I can't seem to find any solid information how how to actually implement markup extensions with DependencyProperties (even though it seemed like something a lot of people were excited about with SL5...). Can anyone offer any guidance or tutorials?
Specifically, what I'm trying to do is create a markup extension that can dynamically construct a path to do a binding to a list, like so:
{my:ListLookup ListPath='List' Index={Binding Index}}
I'm wanting it to basically output a Binding that would look like {Binding List[Index]}, where Index is dynamic. The purpose of doing this over, say, a MultiBinding on the list and index, is so that we are binding directly to the object and get change notifications. (If there's a better way of doing this...)
I've fiddled with this a lot more and I've found the solution. It's based on the implementation of the SL5 MultiBinding that I linked to in the question.
The trick is that a Binding on a MarkupExtension will never be evaluated because it doesn't have a DataContext or something, but if you take the BindingExpression from it and throw it into a proxy Attached Property (attached to the target object) then you can get the Binding to resolve.
Below is a simple MarkupExtension that demonstrates this. All it's doing is taking a single Binding and outputting its value (obeying changes appropriately), but it shows how it holds together.

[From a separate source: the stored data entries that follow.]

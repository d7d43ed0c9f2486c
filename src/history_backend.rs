//! Native persistence for the title history.
//!
//! | Backend | Storage |
//! |---------|---------|
//! | [`FileBackend`] | pretty JSON file, one file per key |
//! | [`SqliteKvBackend`] | row in `kv_store` |
//!
//! Both implement [`HistoryBackend`]; the store swallows their errors.

use anyhow::{Context, Result};
use async_trait::async_trait;
use sqlx::SqlitePool;
use std::path::{Path, PathBuf};

use title_genie_core::history::{HistoryBackend, HistoryStore};

use crate::config::Config;
use crate::db;
use crate::migrate::create_schema;

/// Open the history store configured in `[history]`, loading persisted titles.
pub async fn open_history(config: &Config) -> Result<HistoryStore> {
    let backend: Box<dyn HistoryBackend> = match config.history.backend.as_str() {
        "sqlite" => {
            let pool = db::connect(config).await?;
            create_schema(&pool).await?;
            Box::new(SqliteKvBackend::new(pool))
        }
        _ => Box::new(FileBackend::new(&config.history.path)),
    };
    Ok(HistoryStore::open(backend).await)
}

// ============ JSON file ============

/// Stores the snapshot as a JSON file. The key is ignored; one file holds one value.
pub struct FileBackend {
    path: PathBuf,
}

impl FileBackend {
    pub fn new(path: impl AsRef<Path>) -> Self {
        Self {
            path: path.as_ref().to_path_buf(),
        }
    }
}

#[async_trait]
impl HistoryBackend for FileBackend {
    fn describe(&self) -> String {
        format!("file:{}", self.path.display())
    }

    async fn get(&self, _key: &str) -> Result<Option<String>> {
        match tokio::fs::read_to_string(&self.path).await {
            Ok(text) => Ok(Some(text)),
            Err(e) if e.kind() == std::io::ErrorKind::NotFound => Ok(None),
            Err(e) => Err(e).with_context(|| format!("Failed to read {}", self.path.display())),
        }
    }

    async fn set(&self, _key: &str, value: &str) -> Result<()> {
        if let Some(parent) = self.path.parent().filter(|p| !p.as_os_str().is_empty()) {
            tokio::fs::create_dir_all(parent)
                .await
                .with_context(|| format!("Failed to create {}", parent.display()))?;
        }
        tokio::fs::write(&self.path, value)
            .await
            .with_context(|| format!("Failed to write {}", self.path.display()))
    }
}

// ============ SQLite key-value ============

pub struct SqliteKvBackend {
    pool: SqlitePool,
}

impl SqliteKvBackend {
    pub fn new(pool: SqlitePool) -> Self {
        Self { pool }
    }
}

#[async_trait]
impl HistoryBackend for SqliteKvBackend {
    fn describe(&self) -> String {
        "sqlite:kv_store".to_string()
    }

    async fn get(&self, key: &str) -> Result<Option<String>> {
        let value: Option<String> = sqlx::query_scalar("SELECT value FROM kv_store WHERE key = ?")
            .bind(key)
            .fetch_optional(&self.pool)
            .await?;
        Ok(value)
    }

    async fn set(&self, key: &str, value: &str) -> Result<()> {
        let now = chrono::Utc::now().timestamp();
        sqlx::query(
            r#"
            INSERT INTO kv_store (key, value, updated_at) VALUES (?, ?, ?)
            ON CONFLICT(key) DO UPDATE SET value = excluded.value, updated_at = excluded.updated_at
            "#,
        )
        .bind(key)
        .bind(value)
        .bind(now)
        .execute(&self.pool)
        .await?;
        Ok(())
    }
}
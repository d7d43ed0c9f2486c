use anyhow::{Context, Result};
use serde::Deserialize;
use std::path::{Path, PathBuf};

use title_genie_core::models::{GenerationMode, PositionRules};
use title_genie_core::settings::{
    DedupThresholds, RunSettings, MAX_STARRED_FIELDS, MAX_TITLES_PER_ROW, MIN_TITLES_PER_ROW,
};

#[derive(Debug, Deserialize, Clone)]
pub struct Config {
    pub db: DbConfig,
    #[serde(default)]
    pub generation: GenerationConfig,
    #[serde(default)]
    pub batch: BatchConfig,
    #[serde(default)]
    pub history: HistoryConfig,
    #[serde(default)]
    pub dedup: DedupThresholds,
}

#[derive(Debug, Deserialize, Clone)]
pub struct DbConfig {
    pub path: PathBuf,
}

#[derive(Debug, Deserialize, Clone)]
pub struct GenerationConfig {
    #[serde(default = "default_provider")]
    pub provider: String,
    #[serde(default = "default_model")]
    pub model: String,
    /// Base URL override for OpenAI-compatible endpoints.
    #[serde(default)]
    pub url: Option<String>,
    /// Environment variable holding the API key.
    #[serde(default)]
    pub api_key_env: Option<String>,
    #[serde(default = "default_timeout_secs")]
    pub timeout_secs: u64,
    #[serde(default = "default_max_retries")]
    pub max_retries: u32,
}

impl Default for GenerationConfig {
    fn default() -> Self {
        Self {
            provider: default_provider(),
            model: default_model(),
            url: None,
            api_key_env: None,
            timeout_secs: default_timeout_secs(),
            max_retries: default_max_retries(),
        }
    }
}

fn default_provider() -> String {
    "dashscope".to_string()
}
fn default_model() -> String {
    "qwen-flash".to_string()
}
fn default_timeout_secs() -> u64 {
    60
}
fn default_max_retries() -> u32 {
    3
}

impl GenerationConfig {
    pub fn is_enabled(&self) -> bool {
        self.provider != "disabled"
    }

    /// Environment variable consulted for the API key.
    pub fn key_env(&self) -> &str {
        match (&self.api_key_env, self.provider.as_str()) {
            (Some(name), _) => name,
            (None, "openai") => "OPENAI_API_KEY",
            (None, _) => "DASHSCOPE_API_KEY",
        }
    }
}

#[derive(Debug, Deserialize, Clone)]
pub struct BatchConfig {
    #[serde(default)]
    pub mode: GenerationMode,
    #[serde(default = "default_titles_per_row")]
    pub titles_per_row: usize,
    #[serde(default)]
    pub starred_fields: Vec<String>,
    #[serde(default)]
    pub positions: PositionRules,
    /// Text file prepended to every prompt as performance context.
    #[serde(default)]
    pub external_context_file: Option<PathBuf>,
}

impl Default for BatchConfig {
    fn default() -> Self {
        Self {
            mode: GenerationMode::default(),
            titles_per_row: default_titles_per_row(),
            starred_fields: Vec::new(),
            positions: PositionRules::default(),
            external_context_file: None,
        }
    }
}

fn default_titles_per_row() -> usize {
    5
}

#[derive(Debug, Deserialize, Clone)]
pub struct HistoryConfig {
    #[serde(default = "default_history_backend")]
    pub backend: String,
    #[serde(default = "default_history_path")]
    pub path: PathBuf,
}

impl Default for HistoryConfig {
    fn default() -> Self {
        Self {
            backend: default_history_backend(),
            path: default_history_path(),
        }
    }
}

fn default_history_backend() -> String {
    "file".to_string()
}
fn default_history_path() -> PathBuf {
    PathBuf::from("./data/title_history.json")
}

impl Config {
    /// Run settings from the `[batch]` and `[dedup]` sections.
    ///
    /// External context is attached by the caller once the file is read.
    pub fn run_settings(&self) -> RunSettings {
        RunSettings {
            mode: self.batch.mode,
            titles_per_row: self.batch.titles_per_row,
            positions: self.batch.positions,
            starred_fields: self.batch.starred_fields.clone(),
            external_context: None,
            thresholds: self.dedup,
        }
    }
}

pub fn load_config(path: &Path) -> Result<Config> {
    let content = std::fs::read_to_string(path)
        .with_context(|| format!("Failed to read config file: {}", path.display()))?;

    let config: Config = toml::from_str(&content).with_context(|| "Failed to parse config file")?;

    // Validate batch
    if !(MIN_TITLES_PER_ROW..=MAX_TITLES_PER_ROW).contains(&config.batch.titles_per_row) {
        anyhow::bail!(
            "batch.titles_per_row must be in [{}, {}]",
            MIN_TITLES_PER_ROW,
            MAX_TITLES_PER_ROW
        );
    }
    if config.batch.starred_fields.len() > MAX_STARRED_FIELDS {
        anyhow::bail!(
            "batch.starred_fields allows at most {} columns",
            MAX_STARRED_FIELDS
        );
    }

    // Validate dedup
    config.dedup.validate().context("Invalid [dedup] section")?;

    match config.generation.provider.as_str() {
        "disabled" | "dashscope" | "openai" => {}
        other => anyhow::bail!(
            "Unknown generation provider: '{}'. Must be disabled, dashscope, or openai.",
            other
        ),
    }
    if config.generation.is_enabled() && config.generation.model.trim().is_empty() {
        anyhow::bail!(
            "generation.model must be specified when provider is '{}'",
            config.generation.provider
        );
    }

    match config.history.backend.as_str() {
        "file" | "sqlite" => {}
        other => anyhow::bail!(
            "Unknown history backend: '{}'. Must be file or sqlite.",
            other
        ),
    }

    Ok(config)
}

This can be extended to solve the dictionary issue I was talking about, along with this problem in general.
public class SimpleBindingMarkupExtension : DependencyObject, IMarkupExtension<object>, INotifyPropertyChanged
{
public object Binding
{
get { return (object)GetValue(BindingProperty); }
set { SetValue(BindingProperty, value); }
}
public static readonly DependencyProperty BindingProperty =
DependencyProperty.Register(
"Binding",
typeof(object),
typeof(SimpleBindingMarkupExtension),
new PropertyMetadata(null));
public static readonly DependencyProperty ProxyAttachedBindingProperty =
DependencyProperty.RegisterAttached(
"ProxyAttachedBinding",
typeof(object),
typeof(SimpleBindingMarkupExtension),
new PropertyMetadata(null, OnProxyAttachedBindingChanged));
public static readonly DependencyProperty AttachedMarkupExtensionProperty =
DependencyProperty.RegisterAttached(
"AttachedMarkupExtension",
typeof(SimpleBindingMarkupExtension),
typeof(SimpleBindingMarkupExtension),
new PropertyMetadata(null));
private object _bindingSource;
public object BindingSource
{
get { return _bindingSource; }
set
{
_bindingSource = value;
OnPropertyChanged("BindingSource");
}
}
private static void OnProxyAttachedBindingChanged(DependencyObject d, DependencyPropertyChangedEventArgs e)
{
// Pull the MarkupExtension from the attached property
var markupExtension = (SimpleBindingMarkupExtension) d.GetValue(AttachedMarkupExtensionProperty);
markupExtension.ProxyAttachedBindingChanged(e.NewValue);
}
private void ProxyAttachedBindingChanged(object value)
{
BindingSource = value;
}
public object ProvideValue(IServiceProvider serviceProvider)
{
IProvideValueTarget target = (IProvideValueTarget) serviceProvider.GetService(typeof (IProvideValueTarget));
DependencyObject targetObject = target.TargetObject as DependencyObject;
if (targetObject == null)
return null;
// Attach this MarkupExtension to the object so we can find it again from attached property change callbacks
targetObject.SetValue(AttachedMarkupExtensionProperty, this);
// Put binding onto proxy attached property, so it actually evaluates
var localValue = ReadLocalValue(BindingProperty);
var bindingExpression = localValue as BindingExpression;
if (bindingExpression == null)
{
return localValue;
}
Binding originalBinding = bindingExpression.ParentBinding;
BindingOperations.SetBinding(targetObject, ProxyAttachedBindingProperty, originalBinding);
// Give the target a proxy Binding that binds to a property on the MarkupExtension
Binding binding = new Binding
{
Path = new PropertyPath("BindingSource"),
Source = this
};
return binding.ProvideValue(serviceProvider);
}
#region INotifyPropertyChanged
private void OnPropertyChanged(string propertyName)
{
if (PropertyChanged != null)
{
PropertyChanged(this, new PropertyChangedEventArgs(propertyName));
}
}
public event PropertyChangedEventHandler PropertyChanged;
#endregion
}
Usage:
<TextBlock Text="{local:SimpleBindingMarkupExtension Binding={Binding Text}}"/>
As mentioned, this example will produce the same result as just saying Text="{Binding Text}", but shows the solution.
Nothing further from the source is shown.